▶ **DIRECTIONS**: Using the records below, filter out every line that lacks "Mutex" and copy the rest.

☆ ☆ ☆ ☆ ☆

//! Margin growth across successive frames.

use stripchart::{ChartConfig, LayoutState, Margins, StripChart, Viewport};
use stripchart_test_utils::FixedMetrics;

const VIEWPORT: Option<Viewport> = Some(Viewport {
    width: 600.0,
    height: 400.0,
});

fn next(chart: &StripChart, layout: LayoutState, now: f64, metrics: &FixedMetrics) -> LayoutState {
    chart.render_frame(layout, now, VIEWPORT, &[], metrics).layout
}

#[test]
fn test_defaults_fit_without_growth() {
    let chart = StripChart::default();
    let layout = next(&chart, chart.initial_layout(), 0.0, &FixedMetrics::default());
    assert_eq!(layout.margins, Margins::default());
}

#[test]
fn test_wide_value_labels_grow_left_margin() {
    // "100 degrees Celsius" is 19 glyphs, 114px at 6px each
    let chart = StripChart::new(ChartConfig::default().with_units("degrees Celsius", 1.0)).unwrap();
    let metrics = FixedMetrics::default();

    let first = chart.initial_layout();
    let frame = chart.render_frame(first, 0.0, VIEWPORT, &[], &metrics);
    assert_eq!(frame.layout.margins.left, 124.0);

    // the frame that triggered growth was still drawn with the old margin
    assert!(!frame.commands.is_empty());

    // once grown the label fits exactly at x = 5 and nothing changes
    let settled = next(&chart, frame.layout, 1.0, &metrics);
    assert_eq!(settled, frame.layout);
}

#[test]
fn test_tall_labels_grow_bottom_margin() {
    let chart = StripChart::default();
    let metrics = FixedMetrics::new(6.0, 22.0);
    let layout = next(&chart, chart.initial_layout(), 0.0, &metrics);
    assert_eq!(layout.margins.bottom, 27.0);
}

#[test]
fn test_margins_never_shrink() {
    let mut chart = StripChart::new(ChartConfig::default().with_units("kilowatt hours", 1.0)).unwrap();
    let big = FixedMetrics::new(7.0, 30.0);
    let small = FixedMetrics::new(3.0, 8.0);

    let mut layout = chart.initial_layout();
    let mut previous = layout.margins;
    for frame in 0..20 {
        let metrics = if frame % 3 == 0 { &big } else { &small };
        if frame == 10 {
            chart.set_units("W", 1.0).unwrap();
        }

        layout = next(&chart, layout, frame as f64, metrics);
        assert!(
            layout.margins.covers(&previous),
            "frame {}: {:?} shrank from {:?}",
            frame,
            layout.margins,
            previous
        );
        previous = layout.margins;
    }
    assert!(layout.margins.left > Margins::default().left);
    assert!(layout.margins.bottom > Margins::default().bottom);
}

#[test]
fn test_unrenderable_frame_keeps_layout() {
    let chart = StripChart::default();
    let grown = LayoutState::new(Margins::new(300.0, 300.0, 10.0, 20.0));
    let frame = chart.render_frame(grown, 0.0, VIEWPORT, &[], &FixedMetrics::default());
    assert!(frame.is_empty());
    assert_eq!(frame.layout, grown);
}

☆ ☆ ☆ ☆ ☆

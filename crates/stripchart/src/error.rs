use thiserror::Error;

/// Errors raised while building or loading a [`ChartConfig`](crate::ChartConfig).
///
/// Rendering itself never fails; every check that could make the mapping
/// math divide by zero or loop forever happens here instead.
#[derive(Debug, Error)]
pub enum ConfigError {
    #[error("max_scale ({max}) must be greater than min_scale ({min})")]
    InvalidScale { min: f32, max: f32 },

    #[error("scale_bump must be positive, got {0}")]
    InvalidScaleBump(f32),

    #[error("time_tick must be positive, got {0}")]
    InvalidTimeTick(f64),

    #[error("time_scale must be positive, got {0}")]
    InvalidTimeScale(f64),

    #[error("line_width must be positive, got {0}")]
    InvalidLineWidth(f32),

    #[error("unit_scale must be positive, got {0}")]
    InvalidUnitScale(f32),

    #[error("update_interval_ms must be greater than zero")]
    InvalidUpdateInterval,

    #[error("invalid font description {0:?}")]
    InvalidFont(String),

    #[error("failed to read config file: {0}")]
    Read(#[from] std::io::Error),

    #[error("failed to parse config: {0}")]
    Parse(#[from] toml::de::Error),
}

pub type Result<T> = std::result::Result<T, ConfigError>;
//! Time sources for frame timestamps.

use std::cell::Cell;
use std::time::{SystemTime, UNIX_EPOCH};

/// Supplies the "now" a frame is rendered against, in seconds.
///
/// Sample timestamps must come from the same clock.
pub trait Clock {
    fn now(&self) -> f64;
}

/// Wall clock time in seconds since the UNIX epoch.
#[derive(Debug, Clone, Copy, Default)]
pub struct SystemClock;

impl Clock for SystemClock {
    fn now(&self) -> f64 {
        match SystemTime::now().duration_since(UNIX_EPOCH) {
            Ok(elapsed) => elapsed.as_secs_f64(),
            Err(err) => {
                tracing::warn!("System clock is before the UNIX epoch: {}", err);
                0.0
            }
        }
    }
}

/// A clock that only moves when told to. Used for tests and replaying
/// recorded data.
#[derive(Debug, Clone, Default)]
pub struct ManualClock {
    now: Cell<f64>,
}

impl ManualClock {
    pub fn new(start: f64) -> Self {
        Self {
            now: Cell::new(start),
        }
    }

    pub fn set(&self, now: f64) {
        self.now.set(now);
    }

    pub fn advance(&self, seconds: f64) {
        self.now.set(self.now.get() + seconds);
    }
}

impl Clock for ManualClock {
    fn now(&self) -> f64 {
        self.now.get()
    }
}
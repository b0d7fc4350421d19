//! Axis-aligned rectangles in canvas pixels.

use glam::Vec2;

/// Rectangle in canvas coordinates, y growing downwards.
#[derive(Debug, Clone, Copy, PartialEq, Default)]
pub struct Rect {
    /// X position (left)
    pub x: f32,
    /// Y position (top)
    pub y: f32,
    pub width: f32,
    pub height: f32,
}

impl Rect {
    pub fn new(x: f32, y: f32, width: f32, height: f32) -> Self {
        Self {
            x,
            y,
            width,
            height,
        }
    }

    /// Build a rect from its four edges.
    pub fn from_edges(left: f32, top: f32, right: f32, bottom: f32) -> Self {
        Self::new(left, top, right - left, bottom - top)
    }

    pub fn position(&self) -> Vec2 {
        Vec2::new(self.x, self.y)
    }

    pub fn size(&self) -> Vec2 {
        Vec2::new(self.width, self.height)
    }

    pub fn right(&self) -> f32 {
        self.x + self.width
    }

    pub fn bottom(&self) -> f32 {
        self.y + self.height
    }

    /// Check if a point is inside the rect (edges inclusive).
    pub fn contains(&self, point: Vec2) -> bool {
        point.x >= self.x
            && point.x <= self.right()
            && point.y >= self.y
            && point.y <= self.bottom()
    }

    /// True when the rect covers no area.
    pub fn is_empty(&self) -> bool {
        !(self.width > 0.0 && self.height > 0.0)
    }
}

☆ ☆ ☆ ☆ ☆

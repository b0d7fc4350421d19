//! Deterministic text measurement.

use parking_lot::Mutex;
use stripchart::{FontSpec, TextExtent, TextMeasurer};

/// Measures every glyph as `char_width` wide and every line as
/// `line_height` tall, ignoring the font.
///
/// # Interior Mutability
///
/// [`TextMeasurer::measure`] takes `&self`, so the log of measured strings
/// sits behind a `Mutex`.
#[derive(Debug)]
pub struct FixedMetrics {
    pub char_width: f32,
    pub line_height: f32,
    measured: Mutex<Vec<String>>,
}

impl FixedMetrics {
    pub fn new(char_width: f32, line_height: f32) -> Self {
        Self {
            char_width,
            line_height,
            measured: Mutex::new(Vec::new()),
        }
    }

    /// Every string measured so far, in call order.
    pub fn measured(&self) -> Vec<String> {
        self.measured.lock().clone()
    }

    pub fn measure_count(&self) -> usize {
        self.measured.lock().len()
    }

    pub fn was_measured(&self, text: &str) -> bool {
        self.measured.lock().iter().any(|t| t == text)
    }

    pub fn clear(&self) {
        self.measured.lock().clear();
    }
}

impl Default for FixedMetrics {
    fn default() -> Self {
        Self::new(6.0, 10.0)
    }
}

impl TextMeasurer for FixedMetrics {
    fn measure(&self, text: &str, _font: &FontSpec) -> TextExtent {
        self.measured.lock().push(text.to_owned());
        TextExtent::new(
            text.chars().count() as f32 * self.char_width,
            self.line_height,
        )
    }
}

☆ ☆ ☆ ☆ ☆

▶ **PROBLEM SOLUTION**:
use parking_lot::Mutex;
/// sits behind a `Mutex`.
    measured: Mutex<Vec<String>>,
            measured: Mutex::new(Vec::new()),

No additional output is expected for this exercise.